Despite doomsday predictions, report finds only 1 layoff from sequester cuts

Despite doomsday warnings from the White House and lawmakers on both sides that hundreds of thousands would lose their jobs as a result of the sequester, it turns out the budget cuts have only led to one job being lost among 23 federal agencies.

Now Sen. Tom Coburn, R-Okla., is demanding answers as to why the Obama administration repeatedly warned taxpayers that the $85.3 billion in spending cuts, which went into effect in March 2013, would threaten hundreds of thousands of jobs. The findings were revealed in a government watchdog report.

“Taxpayers expect us to root our predictions in fact, not ideology and spin,” Coburn said Wednesday in a letter to Office of Management and Budget Director Sylvia Matthews Burwell.

In response, OMB spokesman Steve Posner said in a statement to there is "no question" the sequestration has had an negative impact on Americans, pointing out the report also states that employees had their hours reduced and agencies were forced to curtail hiring as a result of the cuts, among other examples.

The March report by the Government Accountability Office describes how 23 agencies and departments -- which appear to span most of the federal government -- complied with the cuts.
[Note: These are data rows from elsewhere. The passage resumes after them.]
impl Operation {
    /// Wrap an operation in a power modifier.
    pub fn power(base: Operation, exponent: f64) -> Self {
        Operation::Power {
            base: Box::new(base),
            exponent,
        }
    }

    /// Wrap an operation in an inverse modifier.
    pub fn inverse(base: Operation) -> Self {
        Operation::Inverse {
            base: Box::new(base),
        }
    }

    /// Wrap an operation in a control modifier.
    pub fn control(controls: usize, base: Operation) -> Self {
        Operation::Control {
            controls,
            base: Box::new(base),
        }
    }

    /// Repeat an operation a fixed number of times.
    pub fn repeat(times: u32, base: Operation) -> Self {
        Operation::Repeat {
            times,
            base: Box::new(base),
        }
    }

    /// Guard an operation on a classical bit pattern.
    pub fn if_statement(base: Operation, condition: BitString) -> Self {
        Operation::IfStatement {
            base: Box::new(base),
            condition,
        }
    }

    /// Take the expectation value of an observable.
    pub fn expectation_value(observable: Operation) -> Self {
        Operation::ExpectationValue {
            observable: Box::new(observable),
        }
    }

    /// The kind tag of this operation.
    pub fn kind(&self) -> OpKind {
        match self {
            Operation::Gate(g) => g.kind(),
            Operation::Custom(_) => OpKind::Custom,
            Operation::Call(_) => OpKind::Call,
            Operation::Power { .. } => OpKind::Power,
            Operation::Inverse { .. } => OpKind::Inverse,
            Operation::Control { .. } => OpKind::Control,
            Operation::Block { .. } => OpKind::Block,
            Operation::Repeat { .. } => OpKind::Repeat,
            Operation::IfStatement { .. } => OpKind::IfStatement,
            Operation::Measure => OpKind::Measure,
            Operation::Reset => OpKind::Reset,
            Operation::MeasureReset => OpKind::MeasureReset,
            Operation::Barrier { .. } => OpKind::Barrier,
            Operation::Tick => OpKind::Tick,
            Operation::Detector { .. } => OpKind::Detector,
            Operation::ShiftCoordinates { .. } => OpKind::ShiftCoordinates,
            Operation::QubitCoordinates { .. } => OpKind::QubitCoordinates,
            Operation::Noise(ch) => ch.kind(),
            Operation::ExpectationValue { .. } => OpKind::ExpectationValue,
            Operation::PauliString(_) => OpKind::PauliString,
            Operation::Hamiltonian { .. } => OpKind::Hamiltonian,
            Operation::Amplitude { .. } => OpKind::Amplitude,
            Operation::Add { .. } => OpKind::Add,
            Operation::Multiply { .. } => OpKind::Multiply,
            Operation::Pow { .. } => OpKind::Pow,
            Operation::Not => OpKind::Not,
            Operation::BondDim { .. } => OpKind::BondDim,
            Operation::SchmidtRank { .. } => OpKind::SchmidtRank,
            Operation::VonNeumannEntropy { .. } => OpKind::VonNeumannEntropy,
            Operation::PolynomialOracle { .. } => OpKind::PolynomialOracle,
        }
    }

    /// The name of this operation.
    pub fn name(&self) -> &str {
        match self {
            Operation::Gate(g) => g.name(),
            Operation::Custom(c) => &c.name,
            Operation::Call(call) => &call.decl.name,
            Operation::Power { .. } => "power",
            Operation::Inverse { .. } => "inverse",
            Operation::Control { .. } => "control",
            Operation::Block { .. } => "block",
            Operation::Repeat { .. } => "repeat",
            Operation::IfStatement { .. } => "if",
            Operation::Measure => "measure",
            Operation::Reset => "reset",
            Operation::MeasureReset => "measure_reset",
            Operation::Barrier { .. } => "barrier",
            Operation::Tick => "tick",
            Operation::Detector { .. } => "detector",
            Operation::ShiftCoordinates { .. } => "shift_coordinates",
            Operation::QubitCoordinates { .. } => "qubit_coordinates",
            Operation::Noise(ch) => ch.name(),
            Operation::ExpectationValue { .. } => "expectation_value",
            Operation::PauliString(_) => "pauli_string",
            Operation::Hamiltonian { .. } => "hamiltonian",
            Operation::Amplitude { .. } => "amplitude",
            Operation::Add { .. } => "add",
            Operation::Multiply { .. } => "multiply",
            Operation::Pow { .. } => "pow",
            Operation::Not => "not",
            Operation::BondDim { .. } => "bond_dim",
            Operation::SchmidtRank { .. } => "schmidt_rank",
            Operation::VonNeumannEntropy { .. } => "von_neumann_entropy",
            Operation::PolynomialOracle { .. } => "polynomial_oracle",
        }
    }

    /// Number of qubit wires this operation binds.
    pub fn num_qubits(&self) -> usize {
        match self {
            Operation::Gate(g) => g.num_qubits(),
            Operation::Custom(c) => c.num_qubits(),
            Operation::Call(call) => call.num_qubits(),
            Operation::Power { base, .. }
            | Operation::Inverse { base }
            | Operation::Repeat { base, .. }
            | Operation::IfStatement { base, .. } => base.num_qubits(),
            Operation::Control { controls, base } => controls + base.num_qubits(),
            Operation::Block { num_qubits, .. } => *num_qubits,
            Operation::Measure | Operation::Reset | Operation::MeasureReset => 1,
            Operation::Barrier { num_qubits } => *num_qubits,
            Operation::Tick => 0,
            Operation::Detector { .. } => 0,
            Operation::ShiftCoordinates { .. } => 0,
            Operation::QubitCoordinates { .. } => 1,
            Operation::Noise(ch) => ch.num_qubits(),
            Operation::ExpectationValue { observable } => observable.num_qubits(),
            Operation::PauliString(ps) => ps.len(),
            Operation::Hamiltonian { terms } => {
                terms.first().map_or(0, |t| t.pauli.len())
            }
            Operation::Amplitude { .. } => 0,
            Operation::Add { .. }
            | Operation::Multiply { .. }
            | Operation::Pow { .. }
            | Operation::Not => 0,
            Operation::BondDim { num_qubits }
            | Operation::SchmidtRank { num_qubits }
            | Operation::VonNeumannEntropy { num_qubits } => *num_qubits,
            Operation::PolynomialOracle { num_x, num_y, .. } => num_x + num_y,
        }
    }

    /// Number of classical bit wires this operation binds.
    pub fn num_bits(&self) -> usize {
        match self {
            Operation::Measure | Operation::MeasureReset => 1,
            Operation::IfStatement { base, condition } => condition.width() + base.num_bits(),
            Operation::Block { num_bits, .. } => *num_bits,
            Operation::Repeat { base, .. } => base.num_bits(),
            Operation::Detector { num_bits } => *num_bits,
            _ => 0,
        }
    }

    /// Number of z-register wires this operation binds.
    pub fn num_zvars(&self) -> usize {
        match self {
            Operation::Block { num_zvars, .. } => *num_zvars,
            Operation::Repeat { base, .. } => base.num_zvars(),
            Operation::ExpectationValue { .. } | Operation::Amplitude { .. } => 1,
            Operation::Add { operands, .. } | Operation::Multiply { operands, .. } => *operands,
            Operation::Pow { .. } | Operation::Not => 1,
            Operation::BondDim { .. }
            | Operation::SchmidtRank { .. }
            | Operation::VonNeumannEntropy { .. } => 1,
            _ => 0,
        }
    }

    /// Check if this is a composite modifier (power, inverse, control).
    pub fn is_modifier(&self) -> bool {
        matches!(
            self,
            Operation::Power { .. } | Operation::Inverse { .. } | Operation::Control { .. }
        )
    }

    /// The operation wrapped by a composite modifier.
    pub fn modifier_base(&self) -> Option<&Operation> {
        match self {
            Operation::Power { base, .. }
            | Operation::Inverse { base }
            | Operation::Control { base, .. } => Some(base),
            _ => None,
        }
    }

    /// Check if this operation denotes a unitary gate: a standard or
    /// custom gate, possibly under modifiers. Calls and declarations are
    /// excluded; their identity is symbolic, not a fixed operator.
    pub fn is_unitary_gate(&self) -> bool {
        match self {
            Operation::Gate(_) | Operation::Custom(_) => true,
            Operation::Power { base, .. }
            | Operation::Inverse { base }
            | Operation::Control { base, .. } => base.is_unitary_gate(),
            _ => false,
        }
    }

    /// The dense unitary of this operation, if it denotes a unitary gate
    /// with concrete parameters.
    pub fn matrix(&self) -> Option<DenseMatrix> {
        match self {
            Operation::Gate(g) => g.matrix(),
            Operation::Custom(c) => Some(c.matrix().clone()),
            Operation::Inverse { base } => base.matrix().map(|m| m.dagger()),
            Operation::Control { controls, base } => {
                base.matrix().map(|m| m.controlled(*controls))
            }
            Operation::Power { base, exponent } => {
                let m = base.matrix()?;
                if (exponent.fract()).abs() < f64::EPSILON {
                    Some(m.pow_int(*exponent as i64))
                } else if let Some(m2) = m.as_matrix2() {
                    Some(DenseMatrix::from(m2.powf(*exponent)))
                } else {
                    None
                }
            }
            _ => None,
        }
    }
}

impl From<StandardGate> for Operation {
    fn from(gate: StandardGate) -> Self {
        Operation::Gate(gate)
    }
}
Only one, the Department of Justice, decided to lay off a single employee in fiscal year 2013.

A spokeswoman for the GAO told the DOJ reported that the laid-off worker was from the the U.S. Parole Commission, but they had no other information about the employee. Virtually every other arm of the government turned to tactics like cutting overtime, reducing employee travel and putting workers on furlough to avoid actual firings.

The report is a stark contrast from the dire predictions from the Obama administration and Democratic leadership, who blamed Republicans for the cuts.

In a memo released before the sequester cuts went into effect, the White House claimed they “threaten hundreds of thousands of middle class jobs.” In a speech at the White House that February, President Obama repeated those claims.

"These cuts are not smart, they are not fair, they will hurt our economy, they will add hundreds of thousands of Americans to the unemployment rolls," he said. "This is not an abstraction. People will lose their jobs."

Senate Majority Leader Harry Reid upped the doomsday rhetoric in July, according to the Washington Post, saying on the Senate floor over a million jobs were already lost.

“We have learned that the sequestration already has cut 1.6 million jobs. So we need job creation. We need to help the middle class by creating jobs,” he said.

Republicans also warned about the potential job-killing effect of the cuts, with House Speaker John Boehner claiming in a February 2013 Wall Street Journal op-ed “thousands of jobs” would be threatened.

Coburn said he wants Burwell, who has been nominated to lead the health department, to explain why the predictions were so drastically wrong.

“While that’s good news for federal employees and other workers, it is devastating to the credibility of Washington politicians and administration officials who spent months – and millions of dollars – engaging in a coordinated multi-agency cabinet-level public relations campaign to scare the American people,” he said.

Coburn noted two frequently cited government estimates by Goldman Sachs and the Congressional Budget Office, which predicted a loss of anywhere from 99,999 and 1,599,999 jobs, seem to have been way off base.

Posner said that many figures in the GAO report make clear that "sequestration had significant negative effects on services for the public as well as agency operations and federal workers." He said in the future, it may get even worse.

"GAO itself notes that many of the flexibilities used to mitigate the effects of sequestration in 2013 may not be available in future years, suggesting that the impacts would be even worse if sequestration is allowed to occur in future years," he said.